Third Stand Violas, Inside
THE word floated around our campus that we would do Beethoven's Ninth Symphony. The chorus was exultant, gay as larks, but the orchestra was dubious. I could tell that from my listening post of third stand violas, inside. The orchestra is mostly students - brilliant, many faceted - honors programs, research, drama, ballet, even athletics. Once I stopped a rehearsal by discreetly waving to a second violin who walked in late, and when the conductor asked me why, I said my friend had just pitched a brilliant shutout.
Of course with differing degrees of dedication we all play music - some superbly, some only aspiring. There's a sprinkling of faculty in back, such as my husband and me - young only in the shared hope of a moment's lovely sound despite fading technique. And we had had some beautiful moments - Tchaikovsky's Pathetique for one. But the Ninth is a sustained, enormous succession of moments - a gargantuan effort.
Our conductor, a thin, frail figure growing bent like a tree over his violin, had inner qualms. He was new to conducting and though the music consumed his mind, to convey it by a stick was a challenge needing equilibrium of spirit. Sometimes he would grab a violin from the first concertmaster and play what he meant - the notes so beautiful that they hung in the air like a shining. But as he felt the weight of the Ninth approaching - he had lifted the score which was almost too much - he was fearful for his strength and our technique.
Before the first rehearsal I listened to a record, part in hand. The tempi were manic - bar lines sweeping by like fence posts seen from a racing car. I could not even keep my place. The last movement was a torrent. At rehearsal the conductor, looking worn, managed a smile and said he was encouraged that with each repeat we improved. We could hardly tell - the scramble was like a tornado strike. And he was taking it under speed.
The weeks crept by. The chorus, we heard, was almost ready. We labored on. The basses and celli struggled with their lovely recitatives singing out of the brilliant cacophony of the winds at the beginning of the last movement. Over and over again like tired troops facing the ``valley of the six hundred,'' they marshaled their forces. Once the conductor ran half way up the aisle, holding his head, crying, ``For God's sake! Don't moon around!''
Slowly we were catching the passion engulfing him as the Ninth burned in his mind - each note - each phrase - each abrupt pianissimo - each entrance. In the slow movement with its pages of pizzicato, he told us to set each note as though we were placing the stars - ping - just right for eternity.
Concert night the chorus was all over, chattering in our private nooks, taking over our practice room, leaving no place to warm up or stash our cases save the furnace room, cramped with its pipes and showing signs of a drain backup. We drifted nervously on stage, finding a precision of chairs and stands with little room for performers.

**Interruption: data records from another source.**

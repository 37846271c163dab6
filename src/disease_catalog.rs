//! 病害情報カタログ
//!
//! PlantVillageのラベルごとに原因・症状・対処・管理・予防の説明を持つ静的辞書。
//! `data/disease_info.json` をバイナリに埋め込み、初回アクセス時に一度だけ解析します。

use serde::{Deserialize, Serialize};
use std::collections::HashMap;
use std::sync::OnceLock;

use crate::model::is_unknown_label;

const CATALOG_JSON: &str = include_str!("../data/disease_info.json");

/// "Unknown" 判定時に返すレコードのキー
const UNKNOWN_KEY: &str = "unknown";

/// 1つの病害（または健康状態）の説明
#[derive(Debug, Clone, Serialize, Deserialize, PartialEq, Eq)]
pub struct DiseaseInfo {
    pub cause: String,
    pub problem: String,
    pub solution: String,
    pub care: String,
    pub prevention: String,
}

impl DiseaseInfo {
    /// カタログに登録の無いラベルに返す説明
    pub fn not_available() -> Self {
        Self {
            cause: "No information available.".to_string(),
            problem: "No information available.".to_string(),
            solution: "No solution available.".to_string(),
            care: "No care information available.".to_string(),
            prevention: "No prevention information available.".to_string(),
        }
    }
}

/// ラベルを分解した表示名
#[derive(Debug, Clone, Serialize, PartialEq, Eq)]
pub struct DisplayName {
    /// 植物名 (例: "Apple")
    pub plant: String,
    /// 病名 (例: "Apple scab")、健康な場合は "healthy"
    pub condition: String,
    pub healthy: bool,
}

/// ラベルを植物名と病名に分ける
///
/// `Apple___Apple_scab` -> ("Apple", "Apple scab")。`___` が無いラベルはそのまま病名とする。
pub fn display_name(label: &str) -> DisplayName {
    let (plant, condition) = match label.split_once("___") {
        Some((plant, condition)) => (plant, condition),
        None => ("", label),
    };
    let plant = plant.replace('_', " ").trim().to_string();
    let condition = condition.replace('_', " ").trim().to_string();
    let healthy = condition.eq_ignore_ascii_case("healthy");

    DisplayName {
        plant,
        condition,
        healthy,
    }
}

/// 病害情報カタログ
#[derive(Debug)]
pub struct DiseaseCatalog {
    entries: HashMap<String, DiseaseInfo>,
}

impl DiseaseCatalog {
    /// JSON文字列から構築
    pub fn from_json(json: &str) -> anyhow::Result<Self> {
        let entries: HashMap<String, DiseaseInfo> = serde_json::from_str(json)?;
        Ok(Self { entries })
    }

    /// 埋め込み済みのカタログ
    pub fn builtin() -> &'static DiseaseCatalog {
        static CATALOG: OnceLock<DiseaseCatalog> = OnceLock::new();
        CATALOG.get_or_init(|| match Self::from_json(CATALOG_JSON) {
            Ok(catalog) => catalog,
            Err(e) => {
                tracing::error!("埋め込みの病害情報を解析できません: {e}");
                Self {
                    entries: HashMap::new(),
                }
            }
        })
    }

    /// ラベルから病害情報を取得
    ///
    /// "Unknown" の場合は `unknown` レコードを返す。登録の無いラベルは None。
    pub fn lookup(&self, label: &str) -> Option<&DiseaseInfo> {
        if is_unknown_label(label) {
            return self.entries.get(UNKNOWN_KEY);
        }
        self.entries.get(label)
    }

    /// ラベルの説明を取得し、登録が無ければ既定の文言で埋める
    pub fn describe(&self, label: &str) -> DiseaseInfo {
        self.lookup(label)
            .cloned()
            .unwrap_or_else(DiseaseInfo::not_available)
    }

    pub fn contains(&self, label: &str) -> bool {
        self.lookup(label).is_some()
    }

    pub fn len(&self) -> usize {
        self.entries.len()
    }

    pub fn is_empty(&self) -> bool {
        self.entries.is_empty()
    }
}
//! バックエンドの選択
//!
//! CPU (NdArray) は常に利用可能。WGPU は `wgpu` フィーチャ有効時のみ。

use crate::model::DeviceType;

/// CPU推論用バックエンド
pub type CpuBackend = burn_ndarray::NdArray<f32>;
/// CPU学習用バックエンド
pub type CpuAutodiff = burn_autodiff::Autodiff<CpuBackend>;

#[cfg(feature = "wgpu")]
pub type GpuBackend = burn::backend::Wgpu;
#[cfg(feature = "wgpu")]
pub type GpuAutodiff = burn_autodiff::Autodiff<GpuBackend>;

pub fn cpu_device() -> burn_ndarray::NdArrayDevice {
    burn_ndarray::NdArrayDevice::default()
}

#[cfg(feature = "wgpu")]
pub fn gpu_device() -> burn_wgpu::WgpuDevice {
    burn_wgpu::WgpuDevice::default()
}

/// 指定デバイスがこのビルドで使えるか確認
pub fn ensure_available(device_type: DeviceType) -> anyhow::Result<()> {
    match device_type {
        DeviceType::Cpu => Ok(()),
        #[cfg(feature = "wgpu")]
        DeviceType::Wgpu => Ok(()),
        #[cfg(not(feature = "wgpu"))]
        DeviceType::Wgpu => anyhow::bail!(
            "WGPUバックエンドは無効です（`wgpu` フィーチャを有効にしてビルドしてください）"
        ),
    }
}
//! 病害診断HTTPサービス

#![recursion_limit = "256"]

use clap::Parser;
use std::path::PathBuf;

use leaf_doctor_lib::ml::InferenceEngine;
use leaf_doctor_lib::model::{AppConfig, DeviceType, CONFIG_PATH_ENV};
use leaf_doctor_lib::server::{self, AppState};

/// Plant leaf disease diagnosis server
#[derive(Parser, Debug)]
#[command(name = "leaf_doctor", version, about)]
struct Cli {
    /// 設定ファイル（JSON）
    #[arg(short, long, env = CONFIG_PATH_ENV)]
    config: Option<PathBuf>,

    /// 待受ホスト
    #[arg(long)]
    host: Option<String>,

    /// 待受ポート
    #[arg(short, long)]
    port: Option<u16>,

    /// モデルアーカイブ（.tar.gz）
    #[arg(short, long)]
    model: Option<String>,

    /// ラベル表（class_indices.json）
    #[arg(long)]
    labels: Option<String>,

    /// 信頼度の閾値（パーセント）
    #[arg(long)]
    threshold: Option<f64>,

    /// 計算デバイス（cpu / wgpu）
    #[arg(long)]
    device: Option<DeviceType>,
}

impl Cli {
    fn apply(self, config: &mut AppConfig) {
        if let Some(host) = self.host {
            config.server.host = host;
        }
        if let Some(port) = self.port {
            config.server.port = port;
        }
        if let Some(model) = self.model {
            config.model.model_path = model;
        }
        if let Some(labels) = self.labels {
            config.model.labels_path = Some(labels);
        }
        if let Some(threshold) = self.threshold {
            config.model.confidence_threshold = threshold;
        }
        if let Some(device) = self.device {
            config.device_type = device;
        }
    }
}

#[tokio::main]
async fn main() -> anyhow::Result<()> {
    dotenvy::dotenv().ok();
    leaf_doctor_lib::init_logging();

    let cli = Cli::parse();

    let config_path = cli.config.clone().unwrap_or_else(AppConfig::default_path);
    let mut config = AppConfig::load_or_default(&config_path)?;
    config.apply_env()?;
    cli.apply(&mut config);
    config.validate()?;

    tracing::info!("Leaf Doctor v{}", env!("CARGO_PKG_VERSION"));
    config.log_summary();

    let model_path = PathBuf::from(&config.model.model_path);
    let labels_path = config.model.labels_path.clone().map(PathBuf::from);
    let device_type = config.device_type;

    let engine = tokio::task::spawn_blocking(move || {
        InferenceEngine::load_with_labels(&model_path, labels_path.as_deref(), device_type)
    })
    .await??;

    let state = AppState::new(engine, config.model.confidence_threshold);
    server::serve(state, &config.server).await
}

The ringers and new instruments had arrived - timpani bulging round us, a bassoon so deep it was balanced on a toe. The player ahead of me spread as broad as she was high, and she was at least six feet, totally eclipsing the conductor. Only by bumping against timpani, and wedging my chair firmly into the trombones, did I manage a squeak view on the baton.
The basses plowed in like knights-errant, their instruments held high, knocking over a stand, growling at the bass drum and percussion, ``Squeeze into the wall - we gotta play, you know,'' as they flexed their bow arms. And at last the chorus came marching down the aisle two by two, cool and collected, as they circled around us on their risers; and I looked up and saw the house was a sea of faces - every space taken, even the stairwells and railings.

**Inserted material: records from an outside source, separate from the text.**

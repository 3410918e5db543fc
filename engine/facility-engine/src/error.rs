//! Error types for the facility projection engine

use thiserror::Error;

use crate::rates::Bucket;

/// Result type for engine operations
pub type Result<T> = std::result::Result<T, EngineError>;

/// Errors that abort a projection run.
///
/// Every variant is a configuration defect or a formula bug. Computation is pure,
/// so retrying the same configuration fails the same way.
#[derive(Error, Debug, Clone, PartialEq)]
pub enum EngineError {
    #[error("Configuration error: {0}")]
    ConfigValidation(#[from] ConfigValidationError),

    #[error("{bucket} over-allocated: channels request {requested:.2} court-hours/week but only {available:.2} exist")]
    OverAllocation { bucket: Bucket, requested: f64, available: f64 },

    #[error("Scaling reconciliation failed: {detail} (expected {expected:.2}, got {actual:.2})")]
    ScalingReconciliation { detail: String, expected: f64, actual: f64 },

    #[error("Revenue ceiling violated for {channel}: revenue {revenue:.2} exceeds ceiling {ceiling:.2}")]
    RevenueCeilingViolation { channel: String, revenue: f64, ceiling: f64 },
}

/// Configuration-time validation failures
#[derive(Error, Debug, Clone, PartialEq)]
pub enum ConfigValidationError {
    #[error("{field} must be within [0, 1], got {value}")]
    InvalidFraction { field: String, value: f64 },

    #[error("{scope} tier mix sums to {sum}, expected 1.0")]
    TierMix { scope: String, sum: f64 },

    #[error("Unknown pricing tier: {0}")]
    UnknownTier(String),

    #[error("Unknown time bucket: {0} (expected \"prime\" or \"off-peak\")")]
    UnknownBucket(String),

    #[error("Invalid value for {field}: {reason}")]
    InvalidValue { field: String, reason: String },
}

impl ConfigValidationError {
    pub(crate) fn invalid(field: impl Into<String>, reason: impl Into<String>) -> Self {
        ConfigValidationError::InvalidValue { field: field.into(), reason: reason.into() }
    }
}

impl EngineError {
    /// True for errors raised while checking the configuration itself
    pub fn is_config_error(&self) -> bool {
        matches!(self, EngineError::ConfigValidation(_))
    }
}

#[cfg(test)]
mod tests {
    use super::*;

    #[test]
    fn config_errors_convert_into_engine_errors() {
        let err: EngineError = ConfigValidationError::UnknownTier("gold".to_string()).into();
        assert!(err.is_config_error());
        assert_eq!(err.to_string(), "Configuration error: Unknown pricing tier: gold");
    }

    #[test]
    fn over_allocation_names_the_bucket() {
        let err = EngineError::OverAllocation { bucket: Bucket::Prime, requested: 160.0, available: 148.0 };
        assert!(!err.is_config_error());
        assert!(err.to_string().starts_with("prime over-allocated"));
    }
}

Only once before had we played the Ninth through without stopping. This time we were steady - moving through the clear beauty of the first movement like a whisper from the earth - then into the terrifying rush of the scherzo. A pause and the slow movement sang - lovely, haunting , sustained - and into the cascading power of the last, driving on as though all the fires of heaven were loosed in glorious exaltation.
We had survived - triumphant, giving of our precarious best. The applause and the standing ovation were instant like a cannon booming into the night.
Afterward when the lights were dimmed and the stray notes swept into corners, and the chatter around the cookies and pale punch had stilled, I went back to pick up my instrument. On the blackboard in the practice room the conductor had written on one side:
``Orchestra: Please observe all pianissimos and hold out your quarters.'' And on the other board he had scrawled in big letters - ``NOW THE MIGHTY NINTH IS AT HAND.''
Outside I saw the conductor walking to his car, tired and more bent, solitary with his thoughts. And I ran up to him and said out of my heart, ``Your conception of the Ninth was magnificent,'' and for a second, his face glistened in the moonlight.